Yeah, the good old days. When gaming magazines and over the top comercials controlled the masses. I suppose it's called hype now- and companies today are not as clever and down right faulse as they where 20 years ago. Back then buying a video game was a lot of trial and error, just because the title and box art sounded and looked cool did not mean the game was fun, actually almost all of them where garbage. If the game was licensed, or replaced the S for a Z in the title then it was worse. Those where the rules then. You bought a crappy game, you played it. Live and learn.
In the early 90's, Sega unleashed a console to wreak havoc on the world. It was the Sega CD, or Sega Mega CD for those PAL weirdos. There was memorable commercials that seriously blasted the hype, even though they showed footage of maybe 10 games with blistering speed. For some reason, the games where on CD, and somehow without knowing anything other than it would have better sound, I bought into the hype like a lot of Sega fans.

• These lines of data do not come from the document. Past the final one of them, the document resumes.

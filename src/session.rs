//! Login submission and session establishment.
//!
//! The portal exposes no "login succeeded" response; the only reliable
//! signal is the post-submit navigation away from the login page, so the
//! controller watches the URL. Once redirected, the Angular app publishes
//! its REST context on a window global, which becomes the base path for
//! every authenticated API call in the session.

use std::time::Duration;

use secrecy::ExposeSecret;

use crate::error::ScrapeError;
use crate::models::Credentials;
use crate::page::SessionPage;
use crate::waiter::{wait_until, DEFAULT_POLL_INTERVAL, DEFAULT_TIMEOUT};

pub const BASE_URL: &str = "https://login.bankhapoalim.co.il";
const LOGIN_PATH: &str = "/ng-portals/auth/he/?reqName=getLogonPage";

const USER_CODE_SELECTOR: &str = "#userCode";
const PASSWORD_SELECTOR: &str = "#password";
const SUBMIT_SELECTOR: &str = ".login-btn";

const APP_READY_PROBE: &str = "!!window.bnhpApp";
const REST_CONTEXT_EXPR: &str = "window.bnhpApp.restContext";

pub const DEFAULT_REDIRECT_TIMEOUT: Duration = Duration::from_secs(15);
const REDIRECT_POLL_INTERVAL: Duration = Duration::from_millis(100);

/// Where the controller is in the login flow. `Authenticated` and `Failed`
/// are terminal.
#[derive(Debug, Clone, Copy, PartialEq, Eq)]
pub enum LoginState {
    Unauthenticated,
    Submitting,
    AwaitingRedirect,
    Authenticated,
    Failed,
}

/// Drives one page from the login form to an authenticated session.
pub struct SessionController<'a> {
    page: &'a dyn SessionPage,
    state: LoginState,
    selector_timeout: Duration,
}

impl<'a> SessionController<'a> {
    pub fn new(page: &'a dyn SessionPage) -> Self {
        Self {
            page,
            state: LoginState::Unauthenticated,
            selector_timeout: DEFAULT_TIMEOUT,
        }
    }

    pub fn with_selector_timeout(mut self, timeout: Duration) -> Self {
        self.selector_timeout = timeout;
        self
    }

    pub fn state(&self) -> LoginState {
        self.state
    }

    /// Navigate to the login page, fill both fields, and submit. Absent
    /// credentials are typed as empty strings.
    pub async fn login(&mut self, credentials: &Credentials) -> Result<(), ScrapeError> {
        self.state = LoginState::Submitting;
        match self.submit(credentials).await {
            Ok(()) => {
                self.state = LoginState::AwaitingRedirect;
                Ok(())
            }
            Err(err) => {
                self.state = LoginState::Failed;
                Err(ScrapeError::general(format!("login failed: {err:#}")))
            }
        }
    }

    async fn submit(&self, credentials: &Credentials) -> anyhow::Result<()> {
        let login_url = format!("{BASE_URL}{LOGIN_PATH}");
        self.page.goto(&login_url).await?;
        self.page
            .wait_for_selector(USER_CODE_SELECTOR, self.selector_timeout)
            .await?;

        let user_code = credentials.user_code.as_deref().unwrap_or("");
        self.page.type_into(USER_CODE_SELECTOR, user_code).await?;

        let password = credentials
            .password
            .as_ref()
            .map(|secret| secret.expose_secret().to_string())
            .unwrap_or_default();
        self.page.type_into(PASSWORD_SELECTOR, &password).await?;

        self.page.click(SUBMIT_SELECTOR).await?;
        tracing::debug!("login form submitted");
        Ok(())
    }

    /// Poll until the page navigates away from where submission left it.
    /// The URL change is the only authentication-success signal available.
    pub async fn wait_for_redirect(&mut self, timeout: Duration) -> Result<(), ScrapeError> {
        let page = self.page;
        let initial = match page.current_url().await {
            Ok(url) => url,
            Err(err) => {
                self.state = LoginState::Failed;
                return Err(ScrapeError::network(format!(
                    "failed to read page url: {err:#}"
                )));
            }
        };

        let outcome = wait_until(
            || {
                let initial = initial.clone();
                async move {
                    let url = page.current_url().await?;
                    Ok(url != initial && !is_ignored_redirect(&url))
                }
            },
            "waiting for post-login redirect",
            timeout,
            REDIRECT_POLL_INTERVAL,
        )
        .await;

        match outcome {
            Ok(()) => {
                self.state = LoginState::Authenticated;
                tracing::debug!("post-login redirect detected");
                Ok(())
            }
            Err(err) => {
                self.state = LoginState::Failed;
                Err(ScrapeError::network(format!(
                    "no redirect after login: {err}"
                )))
            }
        }
    }

    /// Wait for the client app global, then read the REST context used to
    /// build API URLs. The published value embeds a leading separator that
    /// must be discarded.
    pub async fn rest_context(&self) -> Result<String, ScrapeError> {
        let page = self.page;
        wait_until(
            || async move {
                let value = page.evaluate(APP_READY_PROBE).await?;
                Ok(value.as_bool().unwrap_or(false))
            },
            "waiting for app data load",
            DEFAULT_TIMEOUT,
            DEFAULT_POLL_INTERVAL,
        )
        .await
        .map_err(|err| ScrapeError::general(format!("app state never became ready: {err}")))?;

        let value = page
            .evaluate(REST_CONTEXT_EXPR)
            .await
            .map_err(|err| ScrapeError::general(format!("failed to read rest context: {err:#}")))?;
        let raw = value
            .as_str()
            .ok_or_else(|| ScrapeError::general("rest context is not a string"))?;

        let mut chars = raw.chars();
        chars.next();
        Ok(chars.as_str().to_string())
    }
}

/// URLs that do not count as the authenticated app, even though they differ
/// from the login page.
fn is_ignored_redirect(url: &str) -> bool {
    url.is_empty() || url == "about:blank" || url.starts_with("chrome-error://")
}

The "CD" as I call it, did have some decent games. Snatcher was a hard to find masterpeice [had to wait for emulation to play that one] Sonic CD was so fast you almost had to chunk.Then the novel digital video "games" from Digital Pictures. For some reason I always enjoyed these- I remember everyone talking about interactive movies back then, so it was like sampling the future in way.
The strangest but neat fact about the Sega CD was that sega sold or licensed the technology to cheap electronic giant JVC. Before long the "X-Eye" was on the market, and was a practical buy as the X-Eye was a singular console with one power supply vs. the Sega CD's dependancy on the Genesis and added a aditional power supply [trust me, horrible config] The only drawback of the X-Eye was that the system was as durable as a 100 year old, the lid broke often, the eye would damage quickly and the eternal memory could malfunction nuking input.
Overall, the JVC console was not as durable but it was fun while it lasted. In this case you really don't get what you pay for, the Sega CD was around 300 US and the JVC being almost 500 US. Having owned both I would say that the cheaper offical version was better, but it just took up too much space and power strips. It was just too much work and the JVC was just too fragile. I still think the ideas that Sega had were good, before it's time. Saddly, not many games were made and a handful actually took advantage of the sound and color pallete. I actually miss this console- when I see it I think of the ground it broke for Sony, Nintendo, and Microsoft.
Sometimes something has to break to get the gears turning.